* TO DO *
In the records below, begin at the line containing "Google RPC-style details" and end at the line containing "error.message.clone()"; quote every line in that span exactly, including both boundary lines, and no others.

(Collected data)
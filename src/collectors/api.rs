//! HTTP plumbing shared by the platform collectors.

use chrono::{DateTime, Utc};
use reqwest::{RequestBuilder, StatusCode};
use serde::de::DeserializeOwned;
use serde::Deserialize;
use thiserror::Error;

/// Longest error body kept for logs.
const MAX_ERROR_BODY: usize = 500;

/// Error reasons that mark an authorization failure as a missing-scope
/// problem. Compared case-insensitively.
const SCOPE_REASONS: &[&str] = &[
    "insufficientPermissions",
    "ACCESS_TOKEN_SCOPE_INSUFFICIENT",
    "insufficient_scope",
];

#[derive(Debug, Error)]
pub enum FetchError {
    /// The token is valid but lacks a permission the call needs.
    #[error("insufficient scope: {0}")]
    InsufficientScope(String),
    #[error("HTTP {status}: {body}")]
    Status { status: StatusCode, body: String },
    #[error("request failed: {0}")]
    Request(#[from] reqwest::Error),
}

impl FetchError {
    #[must_use]
    pub fn is_timeout(&self) -> bool {
        matches!(self, Self::Request(e) if e.is_timeout())
    }
}

#[derive(Debug, Deserialize)]
struct ErrorEnvelope {
    error: ErrorBody,
}

#[derive(Debug, Deserialize)]
struct ErrorBody {
    #[serde(default)]
    message: String,
    /// Graph API numeric code; YouTube uses the HTTP status here.
    #[serde(default)]
    code: Option<i64>,
    /// YouTube per-error details.
    #[serde(default)]
    errors: Vec<ErrorReason>,
    /// Google RPC-style details (`ErrorInfo.reason`).
    #[serde(default)]
    details: Vec<ErrorReason>,
}

#[derive(Debug, Deserialize)]
struct ErrorReason {
    #[serde(default)]
    reason: Option<String>,
}

impl ErrorBody {
    fn has_scope_reason(&self) -> bool {
        self.errors
            .iter()
            .chain(&self.details)
            .filter_map(|e| e.reason.as_deref())
            .any(is_scope_reason)
    }
}

fn is_scope_reason(reason: &str) -> bool {
    SCOPE_REASONS.iter().any(|r| r.eq_ignore_ascii_case(reason))
}

/// Send a request and decode a JSON body, classifying failures.
///
/// # Errors
///
/// Returns [`FetchError::InsufficientScope`] for permission failures,
/// [`FetchError::Status`] for other non-success responses and
/// [`FetchError::Request`] for transport, timeout and decode failures.
pub async fn fetch_json<T: DeserializeOwned>(request: RequestBuilder) -> Result<T, FetchError> {
    let response = request.send().await?;
    let status = response.status();

    if !status.is_success() {
        let body = response.text().await.unwrap_or_default();
        return Err(classify_failure(status, &body));
    }

    Ok(response.json::<T>().await?)
}

/// Decide whether a failed response is a scope problem or a plain failure.
///
/// Only Graph permission codes (10, 200-299) and the scope reasons in
/// [`SCOPE_REASONS`] count. A plain `forbidden` on one item stays a plain
/// failure even when its message mentions permissions.
#[must_use]
pub fn classify_failure(status: StatusCode, body: &str) -> FetchError {
    let envelope = serde_json::from_str::<ErrorEnvelope>(body).ok();

    if let Some(ErrorEnvelope { error }) = &envelope {
        let graph_permission = error
            .code
            .is_some_and(|code| code == 10 || (200..300).contains(&code));
        let scope_reason = matches!(status, StatusCode::UNAUTHORIZED | StatusCode::FORBIDDEN)
            && error.has_scope_reason();
        if graph_permission || scope_reason {
            let message = if error.message.is_empty() {
                truncate(body)
            } else {
                error.message.clone()
            };
            return FetchError::InsufficientScope(message);
        }
    }

    // OAuth endpoints answer `{"error": "insufficient_scope"}` with no envelope.
    if envelope.is_none()
        && matches!(status, StatusCode::UNAUTHORIZED | StatusCode::FORBIDDEN)
        && serde_json::from_str::<serde_json::Value>(body)
            .ok()
            .and_then(|v| v.get("error").and_then(|e| e.as_str()).map(is_scope_reason))
            .unwrap_or(false)
    {
        return FetchError::InsufficientScope(truncate(body));
    }

    FetchError::Status {
        status,
        body: truncate(body),
    }
}

fn truncate(body: &str) -> String {
    body.chars().take(MAX_ERROR_BODY).collect()
}

/// Parse the timestamp formats the platforms return: RFC 3339 (YouTube) and
/// `2024-05-01T12:00:00+0000` (Graph API).
#[must_use]
pub fn parse_platform_time(value: &str) -> Option<DateTime<Utc>> {
    DateTime::parse_from_rfc3339(value)
        .or_else(|_| DateTime::parse_from_str(value, "%Y-%m-%dT%H:%M:%S%z"))
        .map(|dt| dt.with_timezone(&Utc))
        .ok()
}
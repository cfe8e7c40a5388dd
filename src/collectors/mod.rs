//! Platform comment collectors.
//!
//! Each collector reads one platform for one user and returns unified
//! comments already attached to a content identity. Per-item failures are
//! logged and skipped inside the collector; only platform-level conditions
//! surface as a [`CollectError`].

pub mod api;
pub mod dedup;
pub mod instagram;
pub mod youtube;

pub use dedup::{dedup_comments, ProcessedIds};
pub use instagram::InstagramCollector;
pub use youtube::YoutubeCollector;

use async_trait::async_trait;
use chrono::{DateTime, Utc};
use thiserror::Error;

use crate::content::ContentIndex;
use crate::model::{Platform, UnifiedComment};

#[derive(Debug, Error)]
pub enum CollectError {
    /// The user has no stored account for this platform.
    #[error("{platform} is not connected")]
    NotConnected { platform: Platform },

    /// The stored token lacks a permission; the user must reconnect.
    #[error("{platform} needs to be reconnected: {message}")]
    InsufficientScope { platform: Platform, message: String },

    /// The platform cannot be used this run (e.g. token refresh failed).
    #[error("{platform} unavailable: {reason}")]
    Unavailable { platform: Platform, reason: String },

    #[error(transparent)]
    Other(#[from] anyhow::Error),
}

impl CollectError {
    /// User-facing prompt for a scope failure.
    #[must_use]
    pub fn reconnect_message(platform: Platform) -> String {
        format!(
            "Reconnect your {} account to grant comment access",
            platform.display_name()
        )
    }
}

/// Inputs shared by every collector for a single request.
#[derive(Debug, Clone, Copy)]
pub struct CollectionRequest<'a> {
    pub user_id: i64,
    /// Comments (and media) older than this are dropped.
    pub cutoff: DateTime<Utc>,
    /// Stored content for this user and platform.
    pub content: &'a ContentIndex,
}

#[derive(Debug, Default)]
pub struct Collected {
    pub comments: Vec<UnifiedComment>,
    /// Media items or videos whose comments were fetched.
    pub contents_considered: usize,
}

#[async_trait]
pub trait CommentCollector: Send + Sync {
    fn platform(&self) -> Platform;

    /// Collect every comment at or after the cutoff.
    ///
    /// # Errors
    ///
    /// Returns [`CollectError`] when the platform as a whole cannot be read.
    async fn collect(&self, request: &CollectionRequest<'_>) -> Result<Collected, CollectError>;
}
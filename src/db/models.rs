use anyhow::{Context, Result};
use chrono::{DateTime, SecondsFormat, Utc};
use serde::{Deserialize, Serialize};

use crate::content::{ContentRecord, ContentStatus, PlatformAccount};
use crate::model::Platform;

/// Format a timestamp the way every table stores it (sortable RFC 3339, UTC).
#[must_use]
pub fn format_timestamp(ts: DateTime<Utc>) -> String {
    ts.to_rfc3339_opts(SecondsFormat::Millis, true)
}

/// Parse a stored timestamp.
///
/// # Errors
///
/// Returns an error if the value is not RFC 3339.
pub fn parse_timestamp(value: &str) -> Result<DateTime<Utc>> {
    DateTime::parse_from_rfc3339(value)
        .map(|dt| dt.with_timezone(&Utc))
        .with_context(|| format!("Invalid stored timestamp: {value}"))
}

/// A user of the dashboard.
#[derive(Debug, Clone, Serialize, Deserialize, sqlx::FromRow)]
pub struct User {
    pub id: i64,
    pub username: String,
    pub created_at: String,
}

/// A login session. Tokens are issued by the login flow, which lives outside
/// this service.
#[derive(Debug, Clone, Serialize, Deserialize, sqlx::FromRow)]
pub struct Session {
    pub id: i64,
    pub user_id: i64,
    pub token: String,
    pub expires_at: String,
    pub created_at: String,
    pub last_used_at: Option<String>,
}

/// Row of `content_records`.
#[derive(Debug, Clone, sqlx::FromRow)]
pub struct ContentRecordRow {
    pub id: i64,
    pub owner_id: i64,
    pub platform: String,
    pub status: String,
    pub title: Option<String>,
    pub remote_media_id: Option<String>,
    pub remote_creation_id: Option<String>,
    pub permalink_url: Option<String>,
    pub media_url: Option<String>,
    pub platform_post_id: Option<String>,
    pub created_at: String,
}

impl TryFrom<ContentRecordRow> for ContentRecord {
    type Error = anyhow::Error;

    fn try_from(row: ContentRecordRow) -> Result<Self> {
        Ok(Self {
            id: row.id,
            owner_id: row.owner_id,
            platform: Platform::parse(&row.platform)?,
            title: row.title,
            remote_media_id: row.remote_media_id,
            remote_creation_id: row.remote_creation_id,
            permalink_url: row.permalink_url,
            media_url: row.media_url,
            platform_post_id: row.platform_post_id,
            created_at: parse_timestamp(&row.created_at)?,
        })
    }
}

/// Values for inserting a content record.
#[derive(Debug, Clone)]
pub struct NewContentRecord {
    pub owner_id: i64,
    pub platform: Platform,
    pub status: ContentStatus,
    pub title: Option<String>,
    pub remote_media_id: Option<String>,
    pub remote_creation_id: Option<String>,
    pub permalink_url: Option<String>,
    pub media_url: Option<String>,
    pub platform_post_id: Option<String>,
    pub created_at: DateTime<Utc>,
}

impl NewContentRecord {
    /// A published record with no remote identifiers set.
    #[must_use]
    pub fn published(owner_id: i64, platform: Platform, created_at: DateTime<Utc>) -> Self {
        Self {
            owner_id,
            platform,
            status: ContentStatus::Published,
            title: None,
            remote_media_id: None,
            remote_creation_id: None,
            permalink_url: None,
            media_url: None,
            platform_post_id: None,
            created_at,
        }
    }
}

/// Row of `platform_accounts`.
#[derive(Debug, Clone, sqlx::FromRow)]
pub struct PlatformAccountRow {
    pub user_id: i64,
    pub platform: String,
    pub access_token: String,
    pub refresh_token: Option<String>,
    pub token_expires_at: Option<String>,
    pub external_account_id: Option<String>,
    pub updated_at: String,
}

impl TryFrom<PlatformAccountRow> for PlatformAccount {
    type Error = anyhow::Error;

    fn try_from(row: PlatformAccountRow) -> Result<Self> {
        Ok(Self {
            user_id: row.user_id,
            platform: Platform::parse(&row.platform)?,
            access_token: row.access_token,
            refresh_token: row.refresh_token.filter(|t| !t.is_empty()),
            token_expires_at: row
                .token_expires_at
                .as_deref()
                .map(parse_timestamp)
                .transpose()?,
            external_account_id: row.external_account_id.filter(|id| !id.is_empty()),
        })
    }
}

/// Row of `comment_analysis_cache`. Comments and summary are stored as JSON.
#[derive(Debug, Clone, sqlx::FromRow)]
pub struct AnalysisCacheRow {
    pub user_id: i64,
    pub platform_filter: String,
    pub time_range: String,
    pub comments_json: String,
    pub summary_json: Option<String>,
    pub refreshed_at: String,
    pub expires_at: String,
}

* RESPONSE TO THIS TASK *
    /// Google RPC-style details (`ErrorInfo.reason`).
    #[serde(default)]
    details: Vec<ErrorReason>,
}

#[derive(Debug, Deserialize)]
struct ErrorReason {
    #[serde(default)]
    reason: Option<String>,
}

impl ErrorBody {
    fn has_scope_reason(&self) -> bool {
        self.errors
            .iter()
            .chain(&self.details)
            .filter_map(|e| e.reason.as_deref())
            .any(is_scope_reason)
    }
}

fn is_scope_reason(reason: &str) -> bool {
    SCOPE_REASONS.iter().any(|r| r.eq_ignore_ascii_case(reason))
}

/// Send a request and decode a JSON body, classifying failures.
///
/// # Errors
///
/// Returns [`FetchError::InsufficientScope`] for permission failures,
/// [`FetchError::Status`] for other non-success responses and
/// [`FetchError::Request`] for transport, timeout and decode failures.
pub async fn fetch_json<T: DeserializeOwned>(request: RequestBuilder) -> Result<T, FetchError> {
    let response = request.send().await?;
    let status = response.status();

    if !status.is_success() {
        let body = response.text().await.unwrap_or_default();
        return Err(classify_failure(status, &body));
    }

    Ok(response.json::<T>().await?)
}

/// Decide whether a failed response is a scope problem or a plain failure.
///
/// Only Graph permission codes (10, 200-299) and the scope reasons in
/// [`SCOPE_REASONS`] count. A plain `forbidden` on one item stays a plain
/// failure even when its message mentions permissions.
#[must_use]
pub fn classify_failure(status: StatusCode, body: &str) -> FetchError {
    let envelope = serde_json::from_str::<ErrorEnvelope>(body).ok();

    if let Some(ErrorEnvelope { error }) = &envelope {
        let graph_permission = error
            .code
            .is_some_and(|code| code == 10 || (200..300).contains(&code));
        let scope_reason = matches!(status, StatusCode::UNAUTHORIZED | StatusCode::FORBIDDEN)
            && error.has_scope_reason();
        if graph_permission || scope_reason {
            let message = if error.message.is_empty() {
                truncate(body)
            } else {
                error.message.clone()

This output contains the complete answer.